The pleural cavity contains fluid, creating a vacuum that keeps the lungs expanded.
What is transpulmonary pressure (Ptp), and how is it calculated?
Ptp = Palv – Pip (alveolar pressure minus intrapleural pressure).
It keeps the lungs inflated by preventing collapse.
What causes a pneumothorax (collapsed lung)?
Air enters the pleural cavity, eliminating the negative pressure.
This leads to lung collapse due to elastic recoil.
How does Boyle’s Law relate to breathing?
Boyle’s Law states: P1V1 = P2V2.
As lung volume increases, pressure decreases, drawing air in (inspiration).
As lung volume decreases, pressure increases, pushing air out (expiration).
What is Dalton’s Law, and how does it apply to gas exchange?
Dalton’s Law states that total pressure is the sum of partial pressures of individual gases.
Oxygen and CO₂ diffuse based on partial pressure gradients.
What is dead space, and what are its two types?
Anatomical dead space – Air in conducting airways (no gas exchange).
Physiological dead space – Air in alveoli that do not participate in gas exchange.
How is oxygen transported in the blood?
98% bound to haemoglobin.
2% dissolved in plasma.
What is the Bohr Effect, and why is it important?
CO₂ and acidity cause haemoglobin to release O₂ in tissues.
This ensures oxygen delivery to metabolically active tissues.
How is carbon dioxide (CO₂) transported in the blood?
70% as bicarbonate (HCO₃⁻) via carbonic anhydrase.
20% bound to haemoglobin as carbaminohaemoglobin.
5-10% dissolved in plasma.
What happens in carbon monoxide poisoning?
CO binds haemoglobin 210x stronger than O₂, forming carboxyhaemoglobin.
This prevents O₂ binding and release, leading to tissue hypoxia.
How does respiratory quotient (RQ) affect gas exchange?
RQ = CO₂ produced / O₂ consumed (normally 0.7–1.0).
It affects alveolar gas calculations and respiratory efficiency.
What are the main divisions of the respiratory system?
The respiratory system is divided into the upper airways, lower airways, conducting zone, and respiratory zone.
What structures are part of the upper respiratory tract?
The mouth, nose, pharynx, and larynx.
What is the primary function of the conducting zone?
To conduct air from the mouth and nose to the terminal bronchioles without gas exchange, while moistening and defending against microbes.

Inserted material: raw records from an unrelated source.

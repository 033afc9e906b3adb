num_enum::num_enum! {
    #[allow(clippy::upper_case_acronyms)]
    pub Error: u8 {
        /// No such file or directory
        ENOENT = 2,
        /// I/O error
        EIO = 5,
        /// Device or resource busy
        EBUSY = 16,
        /// File exists
        EEXIST = 17,
        /// Not a directory.
        ENOTDIR = 20,
        /// Is a directory
        EISDIR = 21,
        /// Invalid argument
        EINVAL = 22,
        /// File too large
        EFBIG = 27,
        /// No space left on device
        ENOSPC = 28,
        /// File name too long
        ENAMETOOLONG = 36,
        /// Directory not empty
        ENOTEMPTY = 39,
    }
}

impl Error {
    /// The negated code, as FUSE style callbacks return it.
    pub fn errno(self) -> i32 {
        -(self.to_primitive() as i32)
    }
}

impl From<tiny_fs::Error> for Error {
    fn from(fs_error: tiny_fs::Error) -> Self {
        match fs_error {
            tiny_fs::Error::OutOfInodes => Error::ENOSPC,
            tiny_fs::Error::OutOfSpace => Error::ENOSPC,
            tiny_fs::Error::DirFull => Error::ENOSPC,
            tiny_fs::Error::DiskTooSmall => Error::ENOSPC,
            tiny_fs::Error::NotFound => Error::ENOENT,
            tiny_fs::Error::AlreadyExists => Error::EEXIST,
            tiny_fs::Error::NotDir => Error::ENOTDIR,
            tiny_fs::Error::IsDir => Error::EISDIR,
            tiny_fs::Error::FileTooLarge => Error::EFBIG,
            tiny_fs::Error::DirNotEmpty => Error::ENOTEMPTY,
            tiny_fs::Error::NameTooLong => Error::ENAMETOOLONG,
            tiny_fs::Error::OutOfRange => Error::EINVAL,
            tiny_fs::Error::InvalidDirEntryName => Error::EINVAL,
            tiny_fs::Error::BadMagic => Error::EINVAL,
            tiny_fs::Error::InvalidBlkSize(_) => Error::EINVAL,
            tiny_fs::Error::InvalidInodeId(inode_id) => {
                error!("dangling reference to inode {}", inode_id);
                Error::EIO
            }
            tiny_fs::Error::CorruptInode(inode_id) => {
                error!("inode {} is corrupted", inode_id);
                Error::EIO
            }
            tiny_fs::Error::DoubleFree => Error::EIO,
            tiny_fs::Error::DiskError(_) => Error::EIO,
        }
    }
}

What happens in the respiratory zone?
It is the site of gas exchange, where oxygen is taken in and carbon dioxide is expelled.
How many lobes are there in each lung?
The right lung has three lobes, and the left lung has two lobes.
What is the “mucus escalator”?
A defense mechanism where cilia move mucus and trapped particles upward toward the pharynx to be swallowed.
What are alveoli, and why are they important?
Small air sacs in the lungs where gas exchange occurs due to their large surface area and thin walls.
What is Fick’s Law of Diffusion?
The rate of diffusion is proportional to the surface area and concentration difference, and inversely proportional to the thickness of the gas exchange surface.
What causes asthma?
Chronic inflammation that leads to hyper-responsive smooth muscle contraction, increased airway resistance, and mucus production.
What is COPD?
Chronic Obstructive Pulmonary Disease, a combination of bronchitis and emphysema, causing airflow limitation.
How does emphysema affect gas exchange?
It reduces the surface area available for gas exchange by destroying alveolar walls and fusing adjacent alveoli.
What is ventilation-perfusion mismatching?
It occurs when air (ventilation) and blood flow (perfusion) are not properly balanced, affecting gas exchange efficiency.
How many alveoli are present in the human lungs?
Around 500 million alveoli.
What role do macrophages play in the lungs?
They engulf and destroy inhaled particles and bacteria in the alveoli as a final line of defense.
What is the significance of pulmonary circulation?
It pumps deoxygenated blood from the right ventricle to the lungs for oxygenation and removes carbon dioxide.